Disruption of DNA methylation via S-adenosylhomocysteine is a key process in high incidence liver carcinogenesis in fish

Interactions between epigenome and the environment in biology and in disease are of fundamental importance. The incidence of hepatocellular adenomas in flatfish exceeds 20% in some environments forming a unique opportunity to study environmental tumourigenesis of general relevance to cancer in humans. We report the novel finding of marked DNA methylation and metabolite concentration changes in histopathologically normal tissue distal to tumours in fish liver. A multi-"omics" discovery approach led to targeted and quantitative gene transcription analyses and metabolite analyses of hepatocellular adenomas and histologically normal liver tissue in the same fish.
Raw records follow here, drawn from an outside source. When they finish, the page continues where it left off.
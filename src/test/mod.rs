//! Test module - Central organization for all test submodules
//!
//! Organized per functional area, mirroring the src layout:
//! - Port allocation
//! - Server lifecycle (spawn / ready / stop / drop)
//! - Fetch + marker validation
//! - Whole-run orchestration
//! - Config loading and CLI precedence
//! - Error display contract

pub(crate) mod fetch;
pub(crate) mod port;
//! The shipping context: append surface, scheduler loop, and lifecycle.
//!
//! A [`LogShipper`] owns the record buffer, the HTTP sender, the clock
//! offset, and the envelope template. It is explicitly constructed and
//! disposable, so tests can run several side by side; a process-wide
//! default instance is offered separately for ergonomic parity with
//! singleton-style logging setups.
//!
//! # Send Loop
//!
//! `start` spawns one long-lived background task that repeats:
//!
//! 1. Clock resync check (best-effort; failures are logged and ignored).
//! 2. Buffer snapshot; when empty, skip straight to the sleep.
//! 3. Carve one chunk, assemble the envelope, hand it to the sender.
//! 4. Sleep the fast interval while the buffer still holds more than half
//!    a chunk, the normal interval otherwise.
//!
//! The loop runs until `stop` cancels it; `stop` lets the current cycle
//! finish and joins the task. A caller-invoked [`LogShipper::flush`] runs
//! the same carve-and-send on the calling task, contending for the same
//! buffer and sender locks, and can therefore block for up to the full
//! retry budget of one send.
//!
//! No failure in any of this escapes to the caller: errors are routed to
//! the diagnostic sink and swallowed at this boundary.

use std::sync::{Arc, OnceLock};
use std::time::Duration;

use tokio::task::JoinHandle;
use tokio_util::sync::CancellationToken;
use tracing::{debug, warn};

use crate::buffer::RecordBuffer;
use crate::clock::{epoch_millis_f64, ClockSync};
use crate::config::CourierConfig;
use crate::constants;
use crate::record::{BulkEnvelope, LogRecord, Severity};
use crate::sender::HttpSender;

/// Optional caller context attached to a record.
#[derive(Debug, Clone, Default)]
pub struct RecordMeta {
    pub class_name: String,
    pub method_name: String,
    /// Filled with the current thread's id when left empty.
    pub thread_id: String,
}

/// The fixed identity fields of every envelope, set once at construction.
#[derive(Debug, Clone)]
struct EnvelopeTemplate {
    private_key: String,
    application_name: String,
    subsystem_name: String,
    computer_name: String,
}

impl EnvelopeTemplate {
    fn from_config(config: &CourierConfig) -> Self {
        EnvelopeTemplate {
            private_key: config.private_key.clone(),
            application_name: config.application_name.clone(),
            subsystem_name: config.subsystem_name.clone(),
            computer_name: detect_computer_name(),
        }
    }

    fn envelope(&self, log_entries: Vec<LogRecord>) -> BulkEnvelope {
        BulkEnvelope {
            private_key: self.private_key.clone(),
            application_name: self.application_name.clone(),
            subsystem_name: self.subsystem_name.clone(),
            computer_name: self.computer_name.clone(),
            log_entries,
        }
    }
}

struct Worker {
    token: CancellationToken,
    handle: JoinHandle<()>,
}

/// Buffering, batching, and forwarding engine for one ingestion endpoint.
pub struct LogShipper {
    buffer: RecordBuffer,
    sender: HttpSender,
    clock: ClockSync,
    template: EnvelopeTemplate,
    max_chunk_size: usize,
    normal_interval: Duration,
    fast_interval: Duration,
    worker: tokio::sync::Mutex<Option<Worker>>,
}

impl LogShipper {
    /// Builds a shipper from a resolved configuration.
    ///
    /// Captures the computer name once and, unless disabled, appends a
    /// self-announcement record under the engine's own category so the
    /// backend sees the application come online.
    #[must_use]
    pub fn new(config: &CourierConfig) -> Arc<Self> {
        let shipper = Arc::new(LogShipper {
            buffer: RecordBuffer::new(config.max_buffer_size, config.max_chunk_size),
            sender: HttpSender::new(config),
            clock: ClockSync::new(config.resync_interval),
            template: EnvelopeTemplate::from_config(config),
            max_chunk_size: config.max_chunk_size,
            normal_interval: config.normal_interval,
            fast_interval: config.fast_interval,
            worker: tokio::sync::Mutex::new(None),
        });

        if config.announce_startup {
            let message = format!(
                "The application {} and subsystem {} (log-courier v{}) has started to send data",
                shipper.template.application_name,
                shipper.template.subsystem_name,
                env!("CARGO_PKG_VERSION"),
            );
            shipper.append_record(
                &message,
                Severity::Info,
                constants::COURIER_CATEGORY,
                RecordMeta::default(),
            );
        }

        shipper
    }

    /// Appends one normalized record to the buffer.
    ///
    /// Malformed input is defaulted, never rejected: a blank message
    /// becomes [`constants::EMPTY_MESSAGE`], a blank category becomes
    /// [`constants::COURIER_CATEGORY`], and a blank thread id is filled
    /// with the calling thread's id. The timestamp is stamped here as
    /// local epoch milliseconds plus the clock offset currently in effect.
    ///
    /// Non-blocking beyond the buffer lock; drops silently when the buffer
    /// is at capacity.
    pub fn append_record(
        &self,
        message: &str,
        severity: Severity,
        category: &str,
        meta: RecordMeta,
    ) {
        let text = if message.trim().is_empty() {
            constants::EMPTY_MESSAGE.to_string()
        } else {
            message.to_string()
        };
        let category = if category.trim().is_empty() {
            constants::COURIER_CATEGORY.to_string()
        } else {
            category.to_string()
        };
        let thread_id = if meta.thread_id.is_empty() {
            format!("{:?}", std::thread::current().id())
        } else {
            meta.thread_id
        };

        self.buffer.append(LogRecord {
            text,
            timestamp: epoch_millis_f64() + self.clock.offset_millis(),
            severity,
            category,
            class_name: meta.class_name,
            method_name: meta.method_name,
            thread_id,
        });
    }

    /// Carves one chunk and sends it on the calling task.
    ///
    /// Shares the buffer lock and the sender lock with the background
    /// loop, so this can block for the duration of a full HTTP retry
    /// sequence. It never returns an error; send failures are logged and
    /// the chunk is dropped.
    pub async fn flush(&self) {
        let chunk = self.buffer.drain_chunk();
        if chunk.is_empty() {
            return;
        }
        let envelope = self.template.envelope(chunk);
        self.sender.send(&envelope).await;
    }

    /// Spawns the background send loop. Idempotent; a second call while
    /// the loop is running is a no-op.
    pub async fn start(self: &Arc<Self>) {
        let mut worker = self.worker.lock().await;
        if worker.is_some() {
            warn!("Send loop already running, ignoring start");
            return;
        }

        let token = CancellationToken::new();
        let loop_token = token.clone();
        let shipper = Arc::clone(self);
        let handle = tokio::spawn(async move {
            shipper.run(loop_token).await;
        });

        *worker = Some(Worker { token, handle });
        debug!("Send loop started");
    }

    /// Signals the send loop to exit after its current cycle and joins it.
    ///
    /// Records still buffered are not flushed; call [`LogShipper::flush`]
    /// first when a final drain is wanted. Safe to call when the loop was
    /// never started.
    pub async fn stop(&self) {
        let worker = self.worker.lock().await.take();
        let Some(worker) = worker else {
            return;
        };

        worker.token.cancel();
        if let Err(e) = worker.handle.await {
            warn!("Send loop task failed to join: {}", e);
        }
        debug!("Send loop stopped");
    }

    async fn run(&self, token: CancellationToken) {
        loop {
            self.cycle().await;

            let interval = next_interval(
                self.buffer.snapshot().byte_size,
                self.max_chunk_size,
                self.fast_interval,
                self.normal_interval,
            );

            tokio::select! {
                () = token.cancelled() => break,
                () = tokio::time::sleep(interval) => {}
            }
        }
        debug!("Send loop exiting");
    }

    /// One scheduler cycle: resync check, then carve-and-send when the
    /// buffer is non-empty. All failures end here.
    async fn cycle(&self) {
        if let Err(e) = self.clock.maybe_resync(&self.sender).await {
            warn!("Clock sync failed, keeping previous offset: {}", e);
        }

        if self.buffer.snapshot().len == 0 {
            return;
        }
        self.flush().await;
    }

    /// Current record count and byte estimate of the buffer.
    #[must_use]
    pub fn snapshot(&self) -> crate::buffer::BufferSnapshot {
        self.buffer.snapshot()
    }

    #[cfg(test)]
    pub(crate) fn clock(&self) -> &ClockSync {
        &self.clock
    }

    #[cfg(test)]
    pub(crate) fn buffer(&self) -> &RecordBuffer {
        &self.buffer
    }
}

/// Resolves the `computerName` stamped into every envelope, once per
/// shipper. A `COURIER_HOSTNAME` environment override wins over what the
/// kernel reports; when neither yields a usable name the envelopes carry a
/// fixed placeholder.
fn detect_computer_name() -> String {
    let override_name = std::env::var("COURIER_HOSTNAME")
        .ok()
        .filter(|name| !name.trim().is_empty());
    if let Some(name) = override_name {
        return name;
    }

    nix::unistd::gethostname()
        .ok()
        .and_then(|raw| raw.into_string().ok())
        .filter(|name| !name.is_empty())
        .unwrap_or_else(|| {
            warn!("No usable hostname from the system, stamping placeholder");
            "unknown".to_string()
        })
}

/// Picks the next sleep: fast while the buffer holds more than half a
/// chunk, normal otherwise. There is no extra backoff after failed sends;
/// the cadence resumes immediately.
fn next_interval(
    byte_size: usize,
    max_chunk_size: usize,
    fast_interval: Duration,
    normal_interval: Duration,
) -> Duration {
    if byte_size > max_chunk_size / 2 {
        fast_interval
    } else {
        normal_interval
    }
}

static GLOBAL: OnceLock<Arc<LogShipper>> = OnceLock::new();

/// Initializes the process-wide default shipper.
///
/// The first call wins; later calls return the existing instance and
/// ignore their configuration. The caller still decides when to
/// [`LogShipper::start`] the loop.
pub fn init_global(config: &CourierConfig) -> Arc<LogShipper> {
    Arc::clone(GLOBAL.get_or_init(|| LogShipper::new(config)))
}

/// The process-wide default shipper, if one was initialized.
#[must_use]
pub fn global() -> Option<Arc<LogShipper>> {
    GLOBAL.get().map(Arc::clone)
}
We discovered a remarkable and consistent global DNA hypomethylation, modification of DNA methylation and gene transcription, and disruption of one-carbon metabolism in distal tissue compared to livers of non-tumour-bearing fish. The mechanism of this disruption is linked, not to depletion of S-adenosylmethionine, as is often a feature of mammalian tumours, but to a decrease in choline and elevated S-adenosylhomocysteine, a potent inhibitor of DNA methytransferase. This novel feature of normal-appearing tissue of tumour-bearing fish helps to understand the unprecedentedly high incidence of tumours in fish sampled from the field and adds weight to the controversial epigenetic progenitor model of tumourigenesis. With further studies, the modifications may offer opportunities as biomarkers of exposure to environmental factors influencing disease.